There are many types of keys that can be created through the Developer's Console. The one google-cloud-node expects is one for a "Service account".
See "I'm not using Compute Engine. What do I need to do?" from the FAQ for detailed steps on how to create and obtain a JSON key.
Reference Issue: #261
Windows users may face this issue when using npm modules such as google-cloud-node, see "Node's nested node_modules approach is basically incompatible with Windows". There are 3 solutions you should try:
- Install npm version 3 or greater, which dedupes by default
- Manually run
npm dedupefrom inside your project directory - Move your project to the
C:\directory
Reference Issue: #1162
Old versions of npm won't automatically run dedupe for you. This is a command which finds compatible ranges of dependencies between your dependencies, and removes them from disk. Since npm version 3, dedupe is run before downloading any dependencies, so no extra disk space or download time is wasted.
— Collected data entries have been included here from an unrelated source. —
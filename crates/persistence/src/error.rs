//! Persistence errors

use scylla::transport::errors::{NewSessionError, QueryError};
use thiserror::Error;

#[derive(Error, Debug)]
pub enum PersistenceError {
    #[error("Connection error: {0}")]
    Connection(String),

    #[error("Query error: {0}")]
    Query(String),

    #[error("Schema error: {0}")]
    SchemaError(String),

    #[error("Invalid data: {0}")]
    InvalidData(String),

    #[error("Not found: {0}")]
    NotFound(String),
}

impl From<NewSessionError> for PersistenceError {
    fn from(err: NewSessionError) -> Self {
        PersistenceError::Connection(err.to_string())
    }
}

impl From<QueryError> for PersistenceError {
    fn from(err: QueryError) -> Self {
        PersistenceError::Query(err.to_string())
    }
}

impl From<PersistenceError> for hermes_core::Error {
    fn from(err: PersistenceError) -> Self {
        hermes_core::Error::Persistence(err.to_string())
    }
}
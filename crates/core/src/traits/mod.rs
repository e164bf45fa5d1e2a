//! Collaborator traits
//!
//! The orchestrator talks to the outside world only through these traits,
//! so backends can be swapped and mocked in tests.
//!
//! ```text
//! Language Models:
//!   - CompletionGenerator: system prompt + user message → text
//!
//! Retrieval:
//!   - Embedder: text → dense vector
//!   - KnowledgeSearch: vector → ranked knowledge documents
//! ```

mod llm;
mod retriever;

pub use llm::{CompletionGenerator, CompletionRequest};
pub use retriever::{Embedder, KnowledgeDocument, KnowledgeSearch};
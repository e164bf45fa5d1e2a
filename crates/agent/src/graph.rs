//! Processing graph
//!
//! A turn walks an explicit state machine:
//!
//! ```text
//! Start → ClassifyIntent → SearchKnowledge → ScoreInterest
//!       → (CollectData) → GenerateResponse → Done
//! ```
//!
//! Any node can divert to `Failed`. Collaborator failures (LLM, embedding,
//! search) are not node failures: they are recorded on the state and the turn
//! carries on with whatever it has. The returned state always has a response.

use std::future::Future;
use std::sync::Arc;
use std::time::{Duration, Instant};

use hermes_config::constants::llm::APOLOGY_RESPONSE;
use hermes_config::prompts::{HISTORY_SECTION, NO_CONTEXT};
use hermes_config::{
    render_prompt, GraphConfig, ModelRole, PromptRole, Settings, Threshold,
};
use hermes_core::{
    format_final_response, prepare_text_for_embedding, record_error, record_node_execution,
    validate_state, CollectionStage, CompletionGenerator, CompletionRequest,
    DataCollectionProgress, Embedder, Error, GraphState, IntentType, InterestTier,
    KnowledgeContext, KnowledgeSearch, RelevantDoc,
};

use crate::actions::derive_next_actions;
use crate::collection::{advance_stage, extract_collected_data, fallback_question};
use crate::execution_log::{ExecutionLogger, NodeOutput};
use crate::intent::{intent_search_terms, parse_intent_response};
use crate::interest::assess_interest;
use crate::AgentError;

const INTENT_TEMPERATURE: f32 = 0.1;
const INTENT_MAX_TOKENS: usize = 150;
const QUESTION_MAX_TOKENS: usize = 120;

/// Graph nodes
#[derive(Debug, Clone, Copy, PartialEq, Eq, Hash)]
pub enum GraphNode {
    Start,
    ClassifyIntent,
    SearchKnowledge,
    ScoreInterest,
    CollectData,
    GenerateResponse,
    Done,
    Failed,
}
//! Configuration management for the Hermes assistant
//!
//! Supports loading configuration from:
//! - YAML/TOML files (`config/default`, `config/{env}`)
//! - Environment variables (HERMES_ prefix, `__` separator)
//!
//! The graph configuration (models, thresholds, prompt templates) lives in
//! [`GraphConfig`] and is read-only once the process has started.

pub mod constants;
pub mod graph;
pub mod prompts;
pub mod settings;

pub use graph::{
    render_prompt, GraphConfig, ModelRole, ModelsConfig, PromptRole, PromptsConfig, Threshold,
    ThresholdsConfig,
};
pub use settings::{
    load_settings, load_settings_from, EmbeddingsConfig, GraphSettings, LlmSettings, ObservabilityConfig,
    PersistenceConfig, RagConfig, RuntimeEnvironment, ServerConfig, Settings,
};

use thiserror::Error;

#[derive(Error, Debug)]
pub enum ConfigError {
    #[error("Configuration file not found: {0}")]
    FileNotFound(String),

    #[error("Failed to parse configuration: {0}")]
    ParseError(String),

    #[error("Invalid value for {field}: {message}")]
    InvalidValue { field: String, message: String },
}

impl From<config::ConfigError> for ConfigError {
    fn from(err: config::ConfigError) -> Self {
        ConfigError::ParseError(err.to_string())
    }
}

impl From<ConfigError> for hermes_core::Error {
    fn from(err: ConfigError) -> Self {
        hermes_core::Error::Config(err.to_string())
    }
}
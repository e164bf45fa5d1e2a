//! Intent classifier output parsing

use serde::Deserialize;

use hermes_core::{IntentClassification, IntentType};

use crate::AgentError;

#[derive(Debug, Deserialize)]
struct RawIntent {
    intent: String,
    #[serde(default)]
    confidence: f32,
    #[serde(default)]
    #[allow(dead_code)]
    reasoning: Option<String>,
}

/// Parse the classifier's `{"intent", "confidence", "reasoning"}` reply
///
/// Models often wrap the object in a code fence or add a sentence around it,
/// so the outermost `{ ... }` span is parsed. An unknown intent tag is an
/// error; a missing confidence counts as 0.
pub fn parse_intent_response(raw: &str) -> Result<IntentClassification, AgentError> {
    let start = raw
        .find('{')
        .ok_or_else(|| AgentError::IntentParse("no JSON object in reply".to_string()))?;
    let end = raw
        .rfind('}')
        .filter(|end| *end > start)
        .ok_or_else(|| AgentError::IntentParse("unterminated JSON object".to_string()))?;

    let parsed: RawIntent = serde_json::from_str(&raw[start..=end])
        .map_err(|e| AgentError::IntentParse(e.to_string()))?;

    let intent_type: IntentType = parsed
        .intent
        .parse()
        .map_err(|e: hermes_core::Error| AgentError::IntentParse(e.to_string()))?;

    Ok(IntentClassification::new(intent_type, parsed.confidence))
}

/// Extra search terms for a trusted intent
pub fn intent_search_terms(intent: IntentType) -> &'static str {
    match intent {
        IntentType::LandingPage => "landing page",
        IntentType::InstitutionalSite => "sitio institucional",
        IntentType::Ecommerce => "ecommerce tienda online",
        IntentType::Blog => "blog contenido",
        IntentType::ChatbotAi => "chatbot agente ia",
        IntentType::Automation => "automatizacion procesos",
        IntentType::Consultation => "consultoria tecnica",
        IntentType::PricingInquiry => "precios",
        IntentType::TechnicalSupport => "soporte tecnico",
        IntentType::PortfolioRequest => "portfolio proyectos",
        IntentType::GeneralInquiry => "",
    }
}

#[cfg(test)]
mod tests {
    use super::*;
    use hermes_core::IntentCategory;

    #[test]
    fn test_plain_json() {
        let parsed = parse_intent_response(
            r#"{"intent": "ecommerce", "confidence": 0.92, "reasoning": "quiere vender online"}"#,
        )
        .unwrap();
        assert_eq!(parsed.intent_type, IntentType::Ecommerce);
        assert_eq!(parsed.category, IntentCategory::Sales);
        assert!((parsed.confidence - 0.92).abs() < 1e-6);
    }

    #[test]
    fn test_code_fence_and_prose() {
        let raw = "Claro, acá va:\n```json\n{\n  \"intent\": \"pricing_inquiry\",\n  \"confidence\": 0.85\n}\n```";
        let parsed = parse_intent_response(raw).unwrap();
        assert_eq!(parsed.intent_type, IntentType::PricingInquiry);
        assert_eq!(parsed.category, IntentCategory::Qualification);
    }

    #[test]
    fn test_missing_confidence_is_zero() {
        let parsed = parse_intent_response(r#"{"intent":"blog"}"#).unwrap();
        assert_eq!(parsed.confidence, 0.0);
    }

    #[test]
    fn test_out_of_range_confidence_clamped() {
        let parsed = parse_intent_response(r#"{"intent":"blog","confidence":3}"#).unwrap();
        assert_eq!(parsed.confidence, 1.0);
    }

    #[test]
    fn test_rejects_garbage() {
        assert!(parse_intent_response("no sé").is_err());
        assert!(parse_intent_response("} {").is_err());
        assert!(parse_intent_response(r#"{"intent":"web_scraping","confidence":0.9}"#).is_err());
        assert!(parse_intent_response(r#"{"confidence":0.9}"#).is_err());
    }

    #[test]
    fn test_every_intent_parses() {
        for intent in IntentType::ALL {
            let raw = format!(r#"{{"intent":"{}","confidence":0.9}}"#, intent);
            assert_eq!(parse_intent_response(&raw).unwrap().intent_type, intent);
        }
    }
}
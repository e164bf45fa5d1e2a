//! Default prompt templates
//!
//! Placeholders use `{name}` syntax and are substituted with
//! [`crate::render_prompt`] before the prompt is sent.

pub const INTENT_CLASSIFICATION: &str = r#"Eres un experto clasificador de intenciones de los visitantes de la pagina de Hermes, una startup de desarrollo web.

Analiza el mensaje del usuario y clasifica la intención en UNA de estas categorías:

SERVICIOS ESPECÍFICOS:
- landing_page: Quiere una página simple de una sola página
- institutional_site: Necesita sitio web corporativo con múltiples páginas
- ecommerce: Quiere vender productos online
- blog: Necesita plataforma de contenido/blog
- chatbot_ai: Interesado en chatbots o IA
- automation: Quiere automatizar procesos empresariales

CONSULTAS COMERCIALES:
- consultation: Busca asesoramiento técnico o auditoría
- pricing_inquiry: Pregunta específicamente por precios
- portfolio_request: Quiere ver trabajos anteriores

SOPORTE:
- technical_support: Problemas técnicos o dudas de implementación
- general_inquiry: Consulta general o exploratoria

Responde en JSON con este formato:
{
  "intent": "categoria_detectada",
  "confidence": 0.85,
  "reasoning": "breve explicación del por qué"
}"#;

pub const RESPONSE_GENERATION: &str = r#"Eres el asistente comercial de Hermes, una startup argentina especializada en desarrollo web con IA.

CONTEXTO DISPONIBLE:
{context}

INTENT DETECTADO: {intent}
NIVEL DE INTERÉS: {interestLevel}

INSTRUCCIONES:
- Responde de forma conversacional y profesional
- Usa la información del contexto para ser específico
- Si el intent es comercial, orienta hacia siguiente paso
- Si detectas alto interés, sugiere agendar videollamada
- Mantén el tono amigable pero experto
- No inventes servicios que no ofrecemos

SERVICIOS REALES DE HERMES:
- Landing Pages ($120.000-260.000)
- Sitios Institucionales ($200.000-380.000)
- E-commerce ($350.000-850.000)
- Chatbots y Agentes IA ($200.000-1.200.000)
- Automatizaciones ($150.000-800.000)
- Consultoría técnica ($200.000-300.000)

Responde directamente al usuario (no en JSON)."#;

pub const DATA_COLLECTION: &str = r#"Eres el asistente de Hermes y necesitas recopilar información del cliente de forma natural.

ETAPA ACTUAL: {currentStage}
DATOS YA RECOPILADOS: {collectedData}

PREGUNTAS POR ETAPA:
- email: "Para enviarte información detallada, ¿podrías compartir tu email?"
- business_info: "¿Cómo se llama tu negocio y a qué se dedica?"
- requirements: "¿Qué funcionalidades específicas necesitás en tu sitio?"
- preferences: "¿Hay algún sitio web que te guste como referencia?"

INSTRUCCIONES:
- Haz UNA pregunta por vez
- Explica brevemente por qué necesitas esa información
- Mantén el tono conversacional y no invasivo
- Si el usuario se muestra reacio, no insistas

Genera la pregunta apropiada para la etapa actual."#;

/// Heading used when prior exchanges are appended to the response prompt
pub const HISTORY_SECTION: &str = "HISTORIAL DE CONVERSACIÓN:";

/// Shown in `{context}` when search returned nothing
pub const NO_CONTEXT: &str = "No hay información específica disponible.";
For example, on npm 3, npm install google-cloud results in a ~45MB download. With npm 2, you get the larger download size, upwards of 700 MB. If you run npm dedupe from the command line, you should end up around the npm 3 size.
For best results,
- Upgrade npm to version 3.x
- If that's not possible, run
npm dedupeafter installing
As of this writing, Google App Engine's Node.js flexible environment runs Node.js v4.x with npm v2.x installed by default. To override this, specify an engines field in your package.json:
{
"name": "your-app",
"version": "...",
"dependencies": {},
"engines": {
"npm": "^3.0.0"
}
}Reference Issue: #1535 Reference Tweet: @mluggy's Tweet on 8/29/16
If you ever see an error like this, you might be pinging the API too rapidly, hitting a rate limit:
ApiError: The service was unable to fulfill your request. Please try again.Each API call might have its own requirements for what constitutes reaching the rate limit. We solve this across most of the requests we make by using an exponential backoff retry strategy. However, if you make several requests at once, you will inevitably reach that limit.
As an example, if you need to delete multiple Pub/Sub subscriptions at a time, you might do something like:
subscriptions.forEach(function(subscription) {
subscription.delete();
});Assuming you had 50 subscriptions, this would make 50 simultaneous requests to the API. That's likely to cause the rate limit to be reached.
Instead, consider using a library like async to throttle your requests:
var async = require('async');
var PARALLEL_LIMIT = 10;
function deleteSubscription(subscription, callback) {
subscription.delete(callback);
}
async.eachLimit(subscriptions, PARALLEL_LIMIT, deleteSubscription, function(err) {
if (!err) {
// Subscriptions deleted.
}
});This will only allow 10 at a time to go through, making it easier on the API to keep up with your requests.
Reference Issue: #1101
If you're seeing an error message saying that your gRPC request is exceeding the max size, you may need to send smaller individual requests. Request bodies should not exceed 4MB.